MANILA, Philippines — The search may soon be over for an investor who can take over the shipyard facility of financially troubled Hanjin Heavy Industries and Construction Philippines in Subic, according to Subic Bay Metropolitan Authority (SBMA) chairman and administrator Wilma Eisma.

Eisma, in an interview yesterday on the sidelines of the SFEX capacity expansion groundbreaking, said negotiations are ongoing between creditor banks and a leading candidate, with hopes of finalizing talks next month. 

“As we speak, they (creditor banks) are now in what they call an exclusivity discussion with the particular entity already,” she said, without disclosing the identity of the possible buyer.

“The hope is that they’ll be able to finish discussions by the end of October and we’ll be able to announce in December what would be the final path for Hanjin. We are really getting very close,” Eisma said.

Eisma said more than one foreign company as well as Filipino firms have expressed interest in taking over the facilities of the South Korean shipbuilder in Subic.

The Board of Investments earlier said Dutch shipbuilding firm Damen Shipyard Group, French firm Naval Group, and an American firm have promised to come up with studies and business proposals for Hanjin’s facility in Subic.

Other foreign firms have also earlier expressed interest in Hanjin’s Subic facility, with two from China, two from the US, and two from Japan.

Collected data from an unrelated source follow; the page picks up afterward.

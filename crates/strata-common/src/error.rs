//! Error types for strata
//!
//! Lower layers (allocator, journal log, stores) return these unchanged; the
//! journal driver is the only place that wraps a stage failure into
//! [`Error::OperationFailed`].

use crate::types::JournalMode;
use thiserror::Error;

/// Common result type for strata operations
pub type Result<T> = std::result::Result<T, Error>;

/// Common error type for strata
#[derive(Debug, Error)]
pub enum Error {
    #[error("disk I/O error: {0}")]
    Io(#[from] std::io::Error),

    /// The operation consumed every block it reserved in its prepare phase and
    /// was not allowed to grow. Signals an estimation bug in the caller.
    #[error("allocation context exhausted after {granted} blocks and dynamic allocation is disabled")]
    AllocationExhausted { granted: usize },

    #[error("out of space: requested {requested} blocks, only {available} available")]
    OutOfSpace { requested: u64, available: u64 },

    /// Header validation failed at mount; the store must be reformatted.
    #[error("invalid store: {0}")]
    InvalidStore(String),

    #[error("operation failed under {mode} journal ({}): {source}", .mode.failure_consequence())]
    OperationFailed {
        mode: JournalMode,
        #[source]
        source: Box<Error>,
    },

    #[error("journal sector {sector} has no free transaction slot")]
    JournalSectorFull { sector: u64 },

    #[error("address {address} out of range (block count {block_count})")]
    AddressOutOfRange { address: u64, block_count: u64 },

    #[error("journal corruption detected: {0}")]
    Corrupt(String),

    #[error("storage error: {0}")]
    Storage(String),

    #[error("configuration error: {0}")]
    Configuration(String),
}

impl Error {
    /// Create a storage error
    pub fn storage(msg: impl Into<String>) -> Self {
        Self::Storage(msg.into())
    }

    /// Create an invalid store error
    pub fn invalid_store(msg: impl Into<String>) -> Self {
        Self::InvalidStore(msg.into())
    }

    /// Create a corruption error
    pub fn corrupt(msg: impl Into<String>) -> Self {
        Self::Corrupt(msg.into())
    }

    /// Wrap a stage failure with the journal mode that was active
    #[must_use]
    pub fn operation_failed(mode: JournalMode, source: Self) -> Self {
        Self::OperationFailed {
            mode,
            source: Box::new(source),
        }
    }

    /// Check if the failure may have left the store inconsistent
    #[must_use]
    pub fn may_corrupt(&self) -> bool {
        matches!(
            self,
            Self::OperationFailed {
                mode: JournalMode::NonSafe,
                ..
            }
        )
    }

    /// Check if this error means the device ran out of blocks
    #[must_use]
    pub fn is_out_of_space(&self) -> bool {
        match self {
            Self::OutOfSpace { .. } | Self::AllocationExhausted { .. } => true,
            Self::OperationFailed { source, .. } => source.is_out_of_space(),
            _ => false,
        }
    }
}
use crate::error::{Error, Result};
use crate::replace::MatchCounts;
use crate::rewrite::Stats;
use std::fs::{self, File, OpenOptions};
use std::io::{BufRead, BufReader, BufWriter, Write};
use std::path::Path;

/// Default suffix for backups of modified files. Must begin with `.`.
pub const BACKUP_SUFFIX: &str = ".orig";
/// Suffix for in-flight temp files; never user-visible on success.
pub const TEMP_SUFFIX: &str = ".remold.tmp";

/// A content transformer: input bytes in, output bytes plus match counts out.
pub type Transform<'a> = &'a mut dyn FnMut(&[u8]) -> (Vec<u8>, MatchCounts);

/// Ensure the parent directories of a file exist.
pub fn make_parent_dirs(path: &str) -> Result<()> {
    if let Some(parent) = Path::new(path).parent() {
        if !parent.as_os_str().is_empty() {
            fs::create_dir_all(parent).map_err(|e| Error::io(parent, e))?;
        }
    }
    Ok(())
}

/// Move a file. Without `clobber`, an occupied destination gets a numeric
/// suffix (`.1`, `.2`, ...); an existing numeric suffix is stripped first so
/// suffixes stay flat instead of accumulating.
pub fn move_file(source_path: &str, dest_path: &str, clobber: bool) -> Result<()> {
    let mut dest = dest_path.to_string();
    if !clobber {
        let mut i = 1;
        while Path::new(&dest).exists() {
            if let Some((stem, suffix)) = dest.rsplit_once('.') {
                if !suffix.is_empty() && suffix.bytes().all(|b| b.is_ascii_digit()) {
                    dest = stem.to_string();
                }
            }
            dest = format!("{dest}.{i}");
            i += 1;
        }
    }
    fs::rename(source_path, &dest).map_err(|e| Error::io(source_path, e))
}

/// Transform a stream of bytes, either line by line or at once in memory.
///
/// Returns the accumulated match counts and the number of bytes read. In line
/// mode the `\n` terminator is part of each chunk handed to the transformer,
/// so matches cannot span lines.
pub fn transform_stream<R: BufRead + ?Sized, W: Write + ?Sized>(
    transform: Transform<'_>,
    input: &mut R,
    output: &mut W,
    by_line: bool,
) -> std::io::Result<(MatchCounts, u64)> {
    let mut counts = MatchCounts::default();
    let mut bytes_read: u64 = 0;
    if by_line {
        let mut line = Vec::new();
        loop {
            line.clear();
            let n = input.read_until(b'\n', &mut line)?;
            if n == 0 {
                break;
            }
            bytes_read += n as u64;
            let (out, line_counts) = transform(&line);
            counts.add(line_counts);
            output.write_all(&out)?;
        }
    } else {
        let mut contents = Vec::new();
        input.read_to_end(&mut contents)?;
        bytes_read = contents.len() as u64;
        let (out, whole_counts) = transform(&contents);
        counts.add(whole_counts);
        output.write_all(&out)?;
    }
    Ok((counts, bytes_read))
}

/// Transform the file at `source_path` into `dest_path` (possibly the same
/// path), atomically and with a backup.
///
/// With a transformer, the output is written to `dest_path + TEMP_SUFFIX`
/// with the source's permissions; only once that succeeds (and only outside
/// dry-run, when the path changed or matches were found) is the source moved
/// aside to `source_path + backup_suffix` and the temp moved into place. The
/// original is never unlinked before its replacement is fully written.
/// Without a transformer, the file is renamed only, with no backup: the
/// original content still exists under the new name.
pub fn transform_file(
    transform: Option<Transform<'_>>,
    source_path: &str,
    dest_path: &str,
    backup_suffix: &str,
    by_line: bool,
    dry_run: bool,
    stats: &mut Stats,
) -> Result<MatchCounts> {
    let mut counts = MatchCounts::default();
    let mut changed = false;

    if let Some(transform) = transform {
        let backup_path = format!("{source_path}{backup_suffix}");
        let temp_path = format!("{dest_path}{TEMP_SUFFIX}");
        make_parent_dirs(&temp_path)?;

        let source = File::open(source_path).map_err(|e| Error::io(source_path, e))?;
        let metadata = source.metadata().map_err(|e| Error::io(source_path, e))?;
        let mut reader = BufReader::new(source);

        let written = write_temp(transform, &mut reader, &temp_path, by_line);
        let (stream_counts, bytes_read) = match written {
            Ok(result) => result,
            Err(e) => {
                let _ = fs::remove_file(&temp_path);
                return Err(Error::io(source_path, e));
            },
        };
        counts = stream_counts;
        stats.bytes += bytes_read;

        if let Err(e) = fs::set_permissions(&temp_path, metadata.permissions()) {
            let _ = fs::remove_file(&temp_path);
            return Err(Error::io(temp_path, e));
        }

        // The tallies above are collected even in dry-run mode; the original
        // file is only touched once the temp write has fully succeeded.
        if !dry_run && (dest_path != source_path || counts.found > 0) {
            if let Err(e) = move_file(source_path, &backup_path, true)
                .and_then(|()| move_file(&temp_path, dest_path, false))
            {
                let _ = fs::remove_file(&temp_path);
                return Err(e);
            }
        } else {
            fs::remove_file(&temp_path).map_err(|e| Error::io(&*temp_path, e))?;
        }

        stats.files += 1;
        if counts.found > 0 {
            stats.files_rewritten += 1;
            changed = true;
        }
        if dest_path != source_path {
            stats.renames += 1;
            changed = true;
        }
    } else if dest_path != source_path {
        if !dry_run {
            make_parent_dirs(dest_path)?;
            move_file(source_path, dest_path, false)?;
        }
        stats.files += 1;
        stats.renames += 1;
        changed = true;
    }

    if changed {
        stats.files_changed += 1;
    }
    Ok(counts)
}

fn write_temp<R: BufRead + ?Sized>(
    transform: Transform<'_>,
    reader: &mut R,
    temp_path: &str,
    by_line: bool,
) -> std::io::Result<(MatchCounts, u64)> {
    let temp = OpenOptions::new()
        .write(true)
        .create(true)
        .truncate(true)
        .open(temp_path)?;
    let mut writer = BufWriter::new(temp);
    let result = transform_stream(transform, reader, &mut writer, by_line)?;
    writer.into_inner().map_err(|e| e.into_error())?.sync_all()?;
    Ok(result)
}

International Container Terminal Services Inc. of ports tycoon Enrique Razon also previously said that it was trying to put a team together for a potential Hanjin offer. 

Eisma said SBMA has been continuously working closely with the Department of Labor and Employment to help the thousands of affected workers of Hanjin.

“Sadly, there are still some who have yet to be able to find their footing back again. Based on my last discussions with the creditor banks and interested foreign investors, all the 33,000, if not more, should again be accommodated should this deal push through,” she said.

In January, Hanjin filed for rehabilitation before an Olongapo City court, after being affected by the global economic slowdown, which in turn impacted trade.

It has roughly P21 billion in debts to some of the country’s biggest banks.